Les Kurdes de Bruxelles en état de choc


3 avril 2007

La communauté kurde se dit victime du harcèlement des extrémistes turcs.
Emir Kir (PS) fustige l'attaque contre un centre culturel kurde de Saint-Josse.

Si on a peur ?, s'étrangle Berikvan Akgul. Mais regardez cette façade carbonisée : évidemment que la communauté kurde a peur." En Belgique depuis dix ans, Berikvan Akgul (30 ans), réfugiée politique, participait lundi après-midi, avec une centaine de membres de la communauté kurde de Bruxelles, à un rassemblement devant l'ex-centre culturel kurde de Saint-Josse. Rappel, dans la nuit de samedi à dimanche, cet immeuble a été ravagé par les flammes suite au jet de plusieurs cocktails Molotov. Et des affrontements entre communautés turque et kurde ont éclaté à Saint-Jossse dans la foulée de cet incendie criminel.

Les Kurdes Bruxelles"On en a marre des provocations des extrémistes turcs, grogne Berikvan Akgul. Nous sommes inquiets." Dans un communiqué publié mardi, des associations kurdes ont attribué la paternité de l'attaque aux "Loups Gris", un collectif nationaliste turc. La police, cependant, poursuit son enquête.
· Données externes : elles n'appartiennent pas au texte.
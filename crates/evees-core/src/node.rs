//! Built-in behavior for `{ text, links }` document nodes.
//!
//! This is the reference data type the engine ships with: a text field
//! merged three-way (later modification wins on conflict) and an ordered
//! link list merged through the strategy's [`LinkMerger`].

use crate::behavior::{
    merge_result, BehaviorRegistry, Behaviors, HasChildren, LinkMerger, Mergeable, TypeTag,
};
use crate::error::Result;
use async_trait::async_trait;
use serde_json::{json, Value};
use std::sync::Arc;

/// Tag for `{ text, links }` nodes.
pub fn node_type_tag() -> TypeTag {
    TypeTag::new("text-node")
}

/// Recognizer: an object with a string `text` and an array `links`.
pub fn node_recognizer(value: &Value) -> bool {
    value.get("text").map_or(false, Value::is_string)
        && value.get("links").map_or(false, Value::is_array)
}

fn node_text(value: &Value) -> String {
    value
        .get("text")
        .and_then(Value::as_str)
        .unwrap_or_default()
        .to_string()
}

fn node_links(value: &Value) -> Vec<String> {
    value
        .get("links")
        .and_then(Value::as_array)
        .map(|links| {
            links
                .iter()
                .filter_map(Value::as_str)
                .map(str::to_string)
                .collect()
        })
        .unwrap_or_default()
}

/// Merge and children behavior for document nodes.
#[derive(Clone, Debug, Default)]
pub struct NodeBehavior;

#[async_trait]
impl Mergeable for NodeBehavior {
    async fn merge(
        &self,
        original: Option<&Value>,
        modifications: &[Value],
        links: &dyn LinkMerger,
    ) -> Result<Value> {
        let original_text = original.map(node_text);
        let mod_texts: Vec<String> = modifications.iter().map(node_text).collect();
        let text = merge_result(original_text.as_ref(), &mod_texts).unwrap_or_default();

        let original_links = original.map(node_links).unwrap_or_default();
        let mod_links: Vec<Vec<String>> = modifications.iter().map(node_links).collect();
        let merged_links = links.merge_links(&original_links, &mod_links).await?;

        Ok(json!({ "text": text, "links": merged_links }))
    }
}

impl HasChildren for NodeBehavior {
    fn children_links(&self, data: &Value) -> Vec<String> {
        node_links(data)
    }

    fn replace_children_links(&self, data: &Value, links: Vec<String>) -> Value {
        let mut out = data.clone();
        if let Some(object) = out.as_object_mut() {
            object.insert("links".to_string(), json!(links));
        }
        out
    }
}

/// A registry with the document-node behavior pre-registered.
pub fn default_registry() -> BehaviorRegistry {
    let behavior = Arc::new(NodeBehavior);
    let mut registry = BehaviorRegistry::new();
    registry.register(
        node_type_tag(),
        node_recognizer,
        Behaviors {
            merge: Some(behavior.clone()),
            children: Some(behavior),
        },
    );
    registry
}

#[cfg(test)]
mod tests {
    use super::*;

    /// Link merger that keeps the first modification list, for isolating
    /// the text merge in tests.
    struct KeepFirst;

    #[async_trait]
    impl LinkMerger for KeepFirst {
        async fn merge_links(
            &self,
            _original: &[String],
            modifications: &[Vec<String>],
        ) -> Result<Vec<String>> {
            Ok(modifications.first().cloned().unwrap_or_default())
        }
    }

    #[tokio::test]
    async fn test_text_one_side_changed() {
        let ancestor = json!({"text": "A", "links": []});
        let to = json!({"text": "A", "links": []});
        let from = json!({"text": "B", "links": []});
        let merged = NodeBehavior
            .merge(Some(&ancestor), &[to, from], &KeepFirst)
            .await
            .unwrap();
        assert_eq!(merged["text"], "B");
    }

    #[tokio::test]
    async fn test_text_conflict_later_wins() {
        let ancestor = json!({"text": "A", "links": []});
        let to = json!({"text": "B", "links": []});
        let from = json!({"text": "C", "links": []});
        let merged = NodeBehavior
            .merge(Some(&ancestor), &[to, from], &KeepFirst)
            .await
            .unwrap();
        assert_eq!(merged["text"], "C");
    }

    #[test]
    fn test_children_roundtrip() {
        let data = json!({"text": "t", "links": ["a", "b"]});
        let behavior = NodeBehavior;
        assert_eq!(behavior.children_links(&data), vec!["a", "b"]);
        let replaced = behavior.replace_children_links(&data, vec!["c".to_string()]);
        assert_eq!(behavior.children_links(&replaced), vec!["c"]);
        assert_eq!(replaced["text"], "t");
    }

    #[test]
    fn test_default_registry_recognizes_nodes() {
        let registry = default_registry();
        let data = json!({"text": "t", "links": []});
        assert_eq!(registry.classify(&data), Some(&node_type_tag()));
        assert!(registry.children_behavior(&data).is_some());
    }
}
"Je condamne sans réserve"

"On a fui la Turquie parce que nous y étions persécutés et voilà que nous nous retrouvons avec les mêmes problèmes", soupire Murat Geles, un Kurde de 46 ans. "La communauté kurde de Bruxelles (environ 2 000 personnes) est sous le choc", note Husseyin Unal, vice-président du centre culturel. "Ça fait des années qu'on demande une protection", enrage Derwich Ferho, le président de l'Institut kurde.

Lundi, alors que le bourgmestre de Saint-Josse Jean Demannez (PS) tentait - entre deux autopompes - d'apaiser les esprits, c'est le "champion" de la communauté turque de Bruxelles, Emir Kir (PS), qui est finalement venu à la rescousse des Kurdes : "Je condamne sans réserve cette déferlante de violence. Rien ne peut justifier de lancer des cocktails Molotov ! Ce n'est certainement pas par la violence qu'on règle les problèmes. Je condamne les provocations d'où qu'elles viennent". Faut-il parler avec les "Loups Gris" pour calmer les esprits ? "Je ne pense pas qu'il faille parler avec de telles structures, indique Emir Kir. Certains commerçants sont des relais très efficaces pour faire passer un message d'apaisement auprès des jeunes."

"Il faut dire clairement qu'il s'agit de racisme intercommunautaire à l'état pur, siffle Radouane Bouhlal, le président du Mouvement contre le racisme, l'antisémitisme et la xénophobie (Mrax). La réaction aurait été autrement plus forte si on avait jeté des cocktails Molotov contre une synagogue ou une mosquée." Le Mrax réclame, en outre, "des mesures contre les médias turcs qui relayent des messages de haine et appellent à des actions à l'encontre de la communauté kurde".

"Pour des raisons électoralistes, le bourgmestre ne condamne pas cet acte intolérable, fulmine Ahmed Moussin, conseiller Ecolo à Saint-Josse. Quel laxisme..." Interrogé, le bourgmestre Demannez réfute les accusations de parti pris "pro turc" : "Oui, il y a des échevins d'origine turque à Saint-Josse : et alors ?" "On ne va certainement pas régler la question du Kurdistan ici : soyons modestes, riposte Jean Demannez. On veut juste apaiser les esprits."